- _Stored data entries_
// ────────────────────────────────────────────────────────────────────────────
// Runs
// ────────────────────────────────────────────────────────────────────────────

/// Generates images for every line of one wordlist file.
///
/// `backend` may be `None` only in a dry run.
pub async fn process_wordlist_file(
    backend: Option<&dyn ImageBackend>,
    wordlist_path: &Path,
    options: &GenerateOptions,
) -> Result<ImageRunStats, AppError> {
    let wordlist_name = wordlist_path
        .file_stem()
        .map(|s| s.to_string_lossy().to_string())
        .ok_or_else(|| AppError::Validation(format!("{} has no file name", wordlist_path.display())))?;
    let output_dir = wordlist_path
        .parent()
        .unwrap_or_else(|| Path::new("."))
        .join(&wordlist_name);

    let lines = load_lines(wordlist_path)?;

    info!(
        "Processing {} ({} lines)",
        wordlist_path.display(),
        lines.len()
    );
    if options.dry_run {
        info!("Dry run: no images will be generated");
    }

    let mut stats = ImageRunStats {
        files: 1,
        lines: lines.len(),
        ..Default::default()
    };

    for (offset, line) in lines.iter().enumerate() {
        let line_idx = offset + 1;
        let image_path = image_path_for(&output_dir, line_idx);

        if image_path.exists() && !options.force {
            info!("Skipping {} (already exists)", image_path.display());
            stats.successful += 1;
            continue;
        }

        let words = extract_words(line);
        if words.is_empty() {
            warn!("Skipping line {line_idx}: no words found");
            continue;
        }

        let prompt = create_prompt(&options.prompt_template, &words);

        if options.dry_run {
            info!("Line {line_idx}: {line}");
            info!("  words: {words:?}");
            info!("  prompt: {prompt}");
            info!("  would save to: {}", image_path.display());
            stats.successful += 1;
            continue;
        }

        let Some(backend) = backend else {
            return Err(AppError::Validation(
                "an image backend is required outside dry-run mode".to_string(),
            ));
        };

        info!("Generating {}: {}", image_path.display(), words.join(" "));
        let seed = derive_seed(&wordlist_name, line_idx);
        let request = Txt2ImgRequest::new(prompt, Some(seed));

        match backend.txt2img(&request).await {
            Ok(image) => match save_image(&image_path, &image).await {
                Ok(()) => {
                    info!("Saved {}", image_path.display());
                    stats.successful += 1;
                }
                Err(e) => {
                    error!("{e}");
                    stats.failed += 1;
                }
            },
            Err(e) => {
                error!("Failed to generate {}: {e}", image_path.display());
                stats.failed += 1;
            }
        }

        tokio::time::sleep(options.delay).await;
    }

    Ok(stats)
}

/// Processes every `*.txt` wordlist in `wordlists_dir`, sorted by name.
///
/// A wordlist that cannot be read is reported and skipped.
pub async fn process_all_wordlists(
    backend: Option<&dyn ImageBackend>,
    wordlists_dir: &Path,
    options: &GenerateOptions,
) -> Result<ImageRunStats, AppError> {
    let files = list_files_with_extension(wordlists_dir, "txt")?;
    if files.is_empty() {
        return Err(AppError::Validation(format!(
            "no wordlist files found in {}",
            wordlists_dir.display()
        )));
    }

    info!("Found {} wordlist files", files.len());

    let mut total = ImageRunStats::default();
    for (i, file) in files.iter().enumerate() {
        info!("[{}/{}] {}", i + 1, files.len(), file.display());
        match process_wordlist_file(backend, file, options).await {
            Ok(stats) => total.absorb(&stats),
            Err(e) => {
                error!("Error processing {}: {e}", file.display());
                total.files += 1;
                total.failed += 1;
            }
        }
    }

    Ok(total)
}

async fn save_image(path: &Path, image: &[u8]) -> Result<(), AppError> {
    if let Some(parent) = path.parent() {
        tokio::fs::create_dir_all(parent)
            .await
            .map_err(|e| AppError::partial_write(parent, e))?;
    }
    tokio::fs::write(path, image)
        .await
        .map_err(|e| AppError::partial_write(path, e))
}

- _What to do_
The answer must be one number: how many lines in the records above contain "match".

- _Output below_
3